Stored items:
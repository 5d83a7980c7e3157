//! OAuth client secrets as downloaded from the Google Cloud console.

use secrecy::SecretString;
use serde::Deserialize;
use std::path::Path;

use crate::{GsuiteError, GsuiteResult};

/// Google's default authorization endpoint.
pub const DEFAULT_AUTH_URI: &str = "https://accounts.google.com/o/oauth2/auth";

/// Google's default token endpoint.
pub const DEFAULT_TOKEN_URI: &str = "https://oauth2.googleapis.com/token";

/// The client half of the installed-app OAuth flow.
#[derive(Debug, Clone)]
pub struct ClientSecrets {
    pub client_id: String,
    pub client_secret: SecretString,
    pub auth_uri: String,
    pub token_uri: String,
}

#[derive(Deserialize)]
struct SecretsFile {
    installed: Option<SecretsSection>,
    web: Option<SecretsSection>,
}

#[derive(Deserialize)]
struct SecretsSection {
    client_id: String,
    client_secret: String,
    #[serde(default)]
    auth_uri: Option<String>,
    #[serde(default)]
    token_uri: Option<String>,
}

impl ClientSecrets {
    /// Parse a `credentials.json` document (`installed` or `web` section).
    ///
    /// # Errors
    ///
    /// Returns `GsuiteError::Secrets` if neither section is present or the
    /// client id is blank.
    pub fn from_json(json: &str) -> GsuiteResult<Self> {
        let file: SecretsFile = serde_json::from_str(json)
            .map_err(|e| GsuiteError::Secrets(format!("invalid client secrets: {e}")))?;
        let section = file.installed.or(file.web).ok_or_else(|| {
            GsuiteError::Secrets("expected an 'installed' or 'web' section".to_string())
        })?;

        if section.client_id.trim().is_empty() {
            return Err(GsuiteError::Secrets("client_id is empty".to_string()));
        }

        Ok(Self {
            client_id: section.client_id,
            client_secret: SecretString::from(section.client_secret),
            auth_uri: section
                .auth_uri
                .unwrap_or_else(|| DEFAULT_AUTH_URI.to_string()),
            token_uri: section
                .token_uri
                .unwrap_or_else(|| DEFAULT_TOKEN_URI.to_string()),
        })
    }

    /// Read and parse a client secrets file.
    ///
    /// # Errors
    ///
    /// Returns `GsuiteError::Secrets` if the file cannot be read or parsed.
    pub fn from_file(path: &Path) -> GsuiteResult<Self> {
        let json = std::fs::read_to_string(path).map_err(|e| {
            GsuiteError::Secrets(format!("cannot read {}: {e}", path.display()))
        })?;
        Self::from_json(&json)
    }

    /// Point both OAuth endpoints at another server.
    #[must_use]
    pub fn with_endpoints(mut self, auth_uri: impl Into<String>, token_uri: impl Into<String>) -> Self {
        self.auth_uri = auth_uri.into();
        self.token_uri = token_uri.into();
        self
    }
}

#[cfg(test)]
mod tests {
    use super::*;
    use secrecy::ExposeSecret;

    #[test]
    fn test_parse_installed_section() {
        let json = r#"{
            "installed": {
                "client_id": "123.apps.googleusercontent.com",
                "project_id": "dirsync",
                "auth_uri": "https://accounts.google.com/o/oauth2/auth",
                "token_uri": "https://oauth2.googleapis.com/token",
                "client_secret": "shh",
                "redirect_uris": ["http://localhost"]
            }
        }"#;

        let secrets = ClientSecrets::from_json(json).unwrap();
        assert_eq!(secrets.client_id, "123.apps.googleusercontent.com");
        assert_eq!(secrets.client_secret.expose_secret(), "shh");
        assert_eq!(secrets.token_uri, DEFAULT_TOKEN_URI);
    }

    #[test]
    fn test_parse_web_section_with_defaults() {
        let json = r#"{"web": {"client_id": "abc", "client_secret": "def"}}"#;
        let secrets = ClientSecrets::from_json(json).unwrap();
        assert_eq!(secrets.auth_uri, DEFAULT_AUTH_URI);
        assert_eq!(secrets.token_uri, DEFAULT_TOKEN_URI);
    }

    #[test]
    fn test_missing_section() {
        let error = ClientSecrets::from_json(r#"{"other": {}}"#).unwrap_err();
        assert!(matches!(error, GsuiteError::Secrets(_)));
    }

    #[test]
    fn test_missing_file() {
        let error = ClientSecrets::from_file(Path::new("/nonexistent/credentials.json")).unwrap_err();
        assert!(error.to_string().contains("/nonexistent/credentials.json"));
    }

    #[test]
    fn test_debug_hides_secret() {
        let secrets =
            ClientSecrets::from_json(r#"{"installed": {"client_id": "abc", "client_secret": "topsecret"}}"#)
                .unwrap();
        assert!(!format!("{secrets:?}").contains("topsecret"));
    }
}
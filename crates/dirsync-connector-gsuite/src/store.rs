//! On-disk OAuth token cache.

use chrono::{DateTime, Duration, Utc};
use serde::{Deserialize, Serialize};
use std::fmt;
use std::path::{Path, PathBuf};
use tracing::debug;

use crate::{GsuiteError, GsuiteResult};

/// Tokens persisted between runs.
#[derive(Clone, PartialEq, Eq, Serialize, Deserialize)]
pub struct StoredToken {
    pub access_token: String,
    #[serde(default)]
    pub refresh_token: Option<String>,
    pub expires_at: DateTime<Utc>,
    #[serde(default)]
    pub scopes: Vec<String>,
}

impl StoredToken {
    /// Create a token expiring `expires_in` seconds from now.
    pub fn new(
        access_token: String,
        refresh_token: Option<String>,
        expires_in: i64,
        scopes: Vec<String>,
    ) -> Self {
        Self {
            access_token,
            refresh_token,
            expires_at: Utc::now() + Duration::seconds(expires_in),
            scopes,
        }
    }

    /// Expired or expiring within `grace_period`.
    #[must_use]
    pub fn is_expired(&self, grace_period: Duration) -> bool {
        Utc::now() + grace_period >= self.expires_at
    }

    /// Whether the token was granted every scope in `required`.
    #[must_use]
    pub fn covers(&self, required: &[&str]) -> bool {
        required
            .iter()
            .all(|scope| self.scopes.iter().any(|s| s == scope))
    }
}

impl fmt::Debug for StoredToken {
    fn fmt(&self, f: &mut fmt::Formatter<'_>) -> fmt::Result {
        f.debug_struct("StoredToken")
            .field("access_token", &"[REDACTED]")
            .field("refresh_token", &self.refresh_token.as_ref().map(|_| "[REDACTED]"))
            .field("expires_at", &self.expires_at)
            .field("scopes", &self.scopes)
            .finish()
    }
}

/// JSON token file with owner-only permissions.
#[derive(Debug, Clone)]
pub struct TokenStore {
    path: PathBuf,
}

impl TokenStore {
    pub fn new(path: impl Into<PathBuf>) -> Self {
        Self { path: path.into() }
    }

    #[must_use]
    pub fn path(&self) -> &Path {
        &self.path
    }

    /// Load the cached token, if any.
    ///
    /// # Errors
    ///
    /// Returns `GsuiteError::TokenStore` if the file exists but is unreadable.
    pub fn load(&self) -> GsuiteResult<Option<StoredToken>> {
        if !self.path.exists() {
            return Ok(None);
        }

        let json = std::fs::read_to_string(&self.path).map_err(|e| {
            GsuiteError::TokenStore(format!("cannot read {}: {e}", self.path.display()))
        })?;
        let token = serde_json::from_str(&json).map_err(|e| {
            GsuiteError::TokenStore(format!("invalid token file {}: {e}", self.path.display()))
        })?;
        debug!(path = %self.path.display(), "Loaded cached token");
        Ok(Some(token))
    }

    /// Persist `token`, replacing any previous one.
    ///
    /// # Errors
    ///
    /// Returns `GsuiteError::TokenStore` if the file cannot be written.
    pub fn save(&self, token: &StoredToken) -> GsuiteResult<()> {
        let json = serde_json::to_string_pretty(token)?;
        let write_error =
            |e: std::io::Error| GsuiteError::TokenStore(format!("cannot write {}: {e}", self.path.display()));

        if let Some(parent) = self.path.parent() {
            if !parent.as_os_str().is_empty() {
                std::fs::create_dir_all(parent).map_err(write_error)?;
            }
        }

        std::fs::write(&self.path, json).map_err(write_error)?;

        #[cfg(unix)]
        {
            use std::os::unix::fs::PermissionsExt;
            let perms = std::fs::Permissions::from_mode(0o600);
            std::fs::set_permissions(&self.path, perms).map_err(write_error)?;
        }

        debug!(path = %self.path.display(), "Saved token");
        Ok(())
    }

    /// Remove the cached token.
    ///
    /// # Errors
    ///
    /// Returns `GsuiteError::TokenStore` if an existing file cannot be removed.
    pub fn clear(&self) -> GsuiteResult<()> {
        match std::fs::remove_file(&self.path) {
            Ok(()) => Ok(()),
            Err(e) if e.kind() == std::io::ErrorKind::NotFound => Ok(()),
            Err(e) => Err(GsuiteError::TokenStore(format!(
                "cannot remove {}: {e}",
                self.path.display()
            ))),
        }
    }
}
//! aegee-dirsync library
//!
//! The binary in main.rs is a thin wrapper; everything lives here so the
//! integration tests can drive the pipeline against mock servers.

pub mod cli;
pub mod commands;
pub mod config;
pub mod error;
pub mod logging;
pub mod output;
pub mod pipeline;
pub mod sources;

• _Assigned task_
Wherever the line holding "pub fn from_json(json: &str)" falls in the entries above, copy exactly from it through the line holding "auth_uri: section", inclusive, and add nothing.

• _Expected answer_
    pub fn from_json(json: &str) -> GsuiteResult<Self> {
        let file: SecretsFile = serde_json::from_str(json)
            .map_err(|e| GsuiteError::Secrets(format!("invalid client secrets: {e}")))?;
        let section = file.installed.or(file.web).ok_or_else(|| {
            GsuiteError::Secrets("expected an 'installed' or 'web' section".to_string())
        })?;

        if section.client_id.trim().is_empty() {
            return Err(GsuiteError::Secrets("client_id is empty".to_string()));
        }

        Ok(Self {
            client_id: section.client_id,
            client_secret: SecretString::from(section.client_secret),
            auth_uri: section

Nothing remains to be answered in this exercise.